◆ **Activity**:
Every line of the entries with the word "before" in it should be shown.

** Opening Supplied data block **

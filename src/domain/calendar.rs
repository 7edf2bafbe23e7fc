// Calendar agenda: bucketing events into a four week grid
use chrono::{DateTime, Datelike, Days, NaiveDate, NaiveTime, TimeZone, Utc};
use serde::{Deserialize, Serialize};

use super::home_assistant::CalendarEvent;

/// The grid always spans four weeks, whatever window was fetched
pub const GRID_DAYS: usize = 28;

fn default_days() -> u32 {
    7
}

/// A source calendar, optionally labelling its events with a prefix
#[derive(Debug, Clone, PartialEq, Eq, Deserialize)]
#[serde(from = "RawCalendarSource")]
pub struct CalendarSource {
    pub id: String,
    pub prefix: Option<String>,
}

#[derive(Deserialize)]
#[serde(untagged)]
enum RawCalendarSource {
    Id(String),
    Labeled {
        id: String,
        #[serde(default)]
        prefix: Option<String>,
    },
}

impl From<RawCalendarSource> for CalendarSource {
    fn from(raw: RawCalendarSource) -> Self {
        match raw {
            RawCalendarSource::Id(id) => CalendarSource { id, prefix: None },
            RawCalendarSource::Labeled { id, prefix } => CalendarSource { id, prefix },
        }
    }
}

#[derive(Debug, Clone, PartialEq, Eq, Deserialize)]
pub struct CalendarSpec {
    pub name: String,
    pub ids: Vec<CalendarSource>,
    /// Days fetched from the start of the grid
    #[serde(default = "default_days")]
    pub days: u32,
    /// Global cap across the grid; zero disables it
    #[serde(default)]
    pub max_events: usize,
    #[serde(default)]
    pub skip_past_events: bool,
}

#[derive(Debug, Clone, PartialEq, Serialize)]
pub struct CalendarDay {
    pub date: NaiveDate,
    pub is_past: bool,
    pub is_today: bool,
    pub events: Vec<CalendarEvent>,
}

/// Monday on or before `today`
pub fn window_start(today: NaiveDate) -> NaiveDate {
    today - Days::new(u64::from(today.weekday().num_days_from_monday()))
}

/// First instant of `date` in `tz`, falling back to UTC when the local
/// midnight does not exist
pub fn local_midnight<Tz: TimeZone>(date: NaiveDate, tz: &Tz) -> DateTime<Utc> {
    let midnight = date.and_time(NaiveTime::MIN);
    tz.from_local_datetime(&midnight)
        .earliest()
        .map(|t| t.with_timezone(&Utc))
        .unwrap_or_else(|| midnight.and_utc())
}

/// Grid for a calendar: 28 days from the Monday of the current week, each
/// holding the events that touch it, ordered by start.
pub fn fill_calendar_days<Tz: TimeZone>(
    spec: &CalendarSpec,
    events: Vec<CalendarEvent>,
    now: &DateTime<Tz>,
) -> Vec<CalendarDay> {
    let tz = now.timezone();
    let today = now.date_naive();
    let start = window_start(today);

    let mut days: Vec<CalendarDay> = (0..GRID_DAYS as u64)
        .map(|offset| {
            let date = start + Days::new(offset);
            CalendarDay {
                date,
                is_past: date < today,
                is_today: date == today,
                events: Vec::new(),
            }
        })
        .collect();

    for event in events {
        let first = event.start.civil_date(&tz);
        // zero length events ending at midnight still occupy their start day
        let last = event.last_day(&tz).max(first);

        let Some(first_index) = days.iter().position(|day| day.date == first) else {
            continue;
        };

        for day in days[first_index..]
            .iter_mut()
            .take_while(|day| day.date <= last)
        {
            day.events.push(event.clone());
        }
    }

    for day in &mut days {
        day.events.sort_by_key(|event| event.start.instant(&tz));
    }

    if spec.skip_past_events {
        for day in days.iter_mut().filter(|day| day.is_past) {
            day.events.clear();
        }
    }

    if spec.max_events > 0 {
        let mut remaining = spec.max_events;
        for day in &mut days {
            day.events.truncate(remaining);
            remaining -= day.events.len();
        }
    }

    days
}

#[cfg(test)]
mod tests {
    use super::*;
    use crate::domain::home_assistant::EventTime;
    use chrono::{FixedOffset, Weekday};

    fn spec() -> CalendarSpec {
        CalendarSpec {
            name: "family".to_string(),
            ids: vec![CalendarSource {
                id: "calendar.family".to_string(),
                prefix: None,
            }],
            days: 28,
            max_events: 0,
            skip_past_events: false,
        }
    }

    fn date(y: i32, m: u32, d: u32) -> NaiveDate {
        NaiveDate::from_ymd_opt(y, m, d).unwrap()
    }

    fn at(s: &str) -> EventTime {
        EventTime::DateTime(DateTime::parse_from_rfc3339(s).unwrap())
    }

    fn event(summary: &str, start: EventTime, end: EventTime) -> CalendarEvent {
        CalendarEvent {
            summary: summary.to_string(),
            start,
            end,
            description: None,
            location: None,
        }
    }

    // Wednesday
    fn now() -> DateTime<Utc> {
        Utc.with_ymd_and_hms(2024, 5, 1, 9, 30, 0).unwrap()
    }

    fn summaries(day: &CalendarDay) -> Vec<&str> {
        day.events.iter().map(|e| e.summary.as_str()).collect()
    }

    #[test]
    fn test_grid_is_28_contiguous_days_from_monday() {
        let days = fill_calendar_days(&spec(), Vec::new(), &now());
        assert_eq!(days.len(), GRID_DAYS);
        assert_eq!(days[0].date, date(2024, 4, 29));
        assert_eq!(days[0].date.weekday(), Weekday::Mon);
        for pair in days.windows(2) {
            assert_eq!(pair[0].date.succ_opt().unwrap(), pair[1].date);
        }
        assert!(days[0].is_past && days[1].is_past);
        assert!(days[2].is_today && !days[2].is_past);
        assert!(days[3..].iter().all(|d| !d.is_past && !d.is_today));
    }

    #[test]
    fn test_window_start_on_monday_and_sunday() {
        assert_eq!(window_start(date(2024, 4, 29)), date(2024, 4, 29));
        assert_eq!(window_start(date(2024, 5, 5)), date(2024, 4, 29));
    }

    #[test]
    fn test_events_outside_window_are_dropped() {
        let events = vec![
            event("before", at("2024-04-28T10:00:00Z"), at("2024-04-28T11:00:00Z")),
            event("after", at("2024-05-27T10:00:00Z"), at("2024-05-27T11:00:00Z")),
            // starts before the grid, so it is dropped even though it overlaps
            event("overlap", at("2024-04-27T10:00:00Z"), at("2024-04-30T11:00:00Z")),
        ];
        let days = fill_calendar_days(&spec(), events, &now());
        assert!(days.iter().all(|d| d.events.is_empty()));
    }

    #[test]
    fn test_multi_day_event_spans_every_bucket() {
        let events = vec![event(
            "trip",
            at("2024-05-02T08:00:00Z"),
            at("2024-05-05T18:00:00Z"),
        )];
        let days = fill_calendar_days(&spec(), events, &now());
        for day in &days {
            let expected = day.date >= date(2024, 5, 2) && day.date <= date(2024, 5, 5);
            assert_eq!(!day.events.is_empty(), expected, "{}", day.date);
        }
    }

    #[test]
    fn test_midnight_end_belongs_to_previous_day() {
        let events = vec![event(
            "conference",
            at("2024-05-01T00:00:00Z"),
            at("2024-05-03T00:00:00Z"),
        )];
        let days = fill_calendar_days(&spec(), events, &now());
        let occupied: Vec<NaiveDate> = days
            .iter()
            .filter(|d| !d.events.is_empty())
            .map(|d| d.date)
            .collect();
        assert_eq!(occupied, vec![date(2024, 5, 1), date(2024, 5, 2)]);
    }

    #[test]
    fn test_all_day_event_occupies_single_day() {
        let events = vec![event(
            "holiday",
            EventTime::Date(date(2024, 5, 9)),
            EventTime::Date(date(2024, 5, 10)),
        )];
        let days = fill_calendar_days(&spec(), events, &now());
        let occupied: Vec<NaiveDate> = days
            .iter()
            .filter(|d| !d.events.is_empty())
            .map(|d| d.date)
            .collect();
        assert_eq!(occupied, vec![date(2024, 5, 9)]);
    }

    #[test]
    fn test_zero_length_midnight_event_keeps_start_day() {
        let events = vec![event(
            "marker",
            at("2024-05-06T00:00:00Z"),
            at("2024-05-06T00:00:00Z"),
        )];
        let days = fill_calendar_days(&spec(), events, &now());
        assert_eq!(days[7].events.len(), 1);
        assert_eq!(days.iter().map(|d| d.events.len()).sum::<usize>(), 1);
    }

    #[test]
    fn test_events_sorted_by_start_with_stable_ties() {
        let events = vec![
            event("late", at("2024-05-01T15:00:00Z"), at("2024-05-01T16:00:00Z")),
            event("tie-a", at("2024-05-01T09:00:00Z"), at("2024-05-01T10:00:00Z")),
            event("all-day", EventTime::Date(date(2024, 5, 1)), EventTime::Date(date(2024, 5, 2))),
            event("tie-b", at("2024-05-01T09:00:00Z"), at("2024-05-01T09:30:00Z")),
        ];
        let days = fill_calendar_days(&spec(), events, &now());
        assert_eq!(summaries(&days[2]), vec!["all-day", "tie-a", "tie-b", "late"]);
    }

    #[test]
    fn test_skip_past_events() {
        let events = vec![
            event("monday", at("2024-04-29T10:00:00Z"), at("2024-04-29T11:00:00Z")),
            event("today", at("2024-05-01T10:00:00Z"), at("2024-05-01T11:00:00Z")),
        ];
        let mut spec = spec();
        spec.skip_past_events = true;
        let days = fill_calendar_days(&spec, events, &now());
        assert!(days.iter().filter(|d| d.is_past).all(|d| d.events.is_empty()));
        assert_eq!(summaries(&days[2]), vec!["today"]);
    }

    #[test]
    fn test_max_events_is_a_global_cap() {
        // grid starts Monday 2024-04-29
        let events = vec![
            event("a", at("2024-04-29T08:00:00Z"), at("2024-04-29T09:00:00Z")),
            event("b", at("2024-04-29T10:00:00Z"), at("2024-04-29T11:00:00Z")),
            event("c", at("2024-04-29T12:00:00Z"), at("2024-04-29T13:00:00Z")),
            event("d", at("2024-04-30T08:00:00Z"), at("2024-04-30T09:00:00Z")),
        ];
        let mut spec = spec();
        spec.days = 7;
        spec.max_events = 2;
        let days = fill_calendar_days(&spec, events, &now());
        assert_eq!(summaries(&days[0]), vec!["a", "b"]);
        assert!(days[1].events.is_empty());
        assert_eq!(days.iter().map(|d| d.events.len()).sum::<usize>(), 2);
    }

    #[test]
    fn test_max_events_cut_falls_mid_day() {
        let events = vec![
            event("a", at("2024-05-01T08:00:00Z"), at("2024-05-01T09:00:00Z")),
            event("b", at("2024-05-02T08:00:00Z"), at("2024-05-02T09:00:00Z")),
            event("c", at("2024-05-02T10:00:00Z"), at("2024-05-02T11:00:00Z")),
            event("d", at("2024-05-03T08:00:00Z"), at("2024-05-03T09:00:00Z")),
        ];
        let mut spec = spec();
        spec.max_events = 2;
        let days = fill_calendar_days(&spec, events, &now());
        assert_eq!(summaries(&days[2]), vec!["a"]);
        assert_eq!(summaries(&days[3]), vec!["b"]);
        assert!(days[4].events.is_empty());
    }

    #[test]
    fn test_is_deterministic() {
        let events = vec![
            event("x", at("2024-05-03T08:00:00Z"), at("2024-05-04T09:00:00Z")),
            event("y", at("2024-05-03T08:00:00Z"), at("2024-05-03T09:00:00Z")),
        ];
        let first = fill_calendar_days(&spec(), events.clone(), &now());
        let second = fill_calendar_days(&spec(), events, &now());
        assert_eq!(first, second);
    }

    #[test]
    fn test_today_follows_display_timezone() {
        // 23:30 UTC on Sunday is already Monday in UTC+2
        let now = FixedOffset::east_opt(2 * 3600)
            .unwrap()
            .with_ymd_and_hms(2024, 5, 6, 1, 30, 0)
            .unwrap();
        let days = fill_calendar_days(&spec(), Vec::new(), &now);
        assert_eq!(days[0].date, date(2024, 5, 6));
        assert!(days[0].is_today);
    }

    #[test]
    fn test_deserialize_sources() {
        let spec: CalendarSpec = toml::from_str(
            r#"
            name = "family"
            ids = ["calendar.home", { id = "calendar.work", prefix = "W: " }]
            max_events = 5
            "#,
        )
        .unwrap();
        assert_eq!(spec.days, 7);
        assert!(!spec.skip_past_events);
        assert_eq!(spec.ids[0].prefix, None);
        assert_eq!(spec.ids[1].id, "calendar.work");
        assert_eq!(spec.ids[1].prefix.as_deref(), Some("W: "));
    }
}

** Closing Supplied data block **

◆ **Answer section**:
/// Monday on or before `today`
            event("before", at("2024-04-28T10:00:00Z"), at("2024-04-28T11:00:00Z")),
            // starts before the grid, so it is dropped even though it overlaps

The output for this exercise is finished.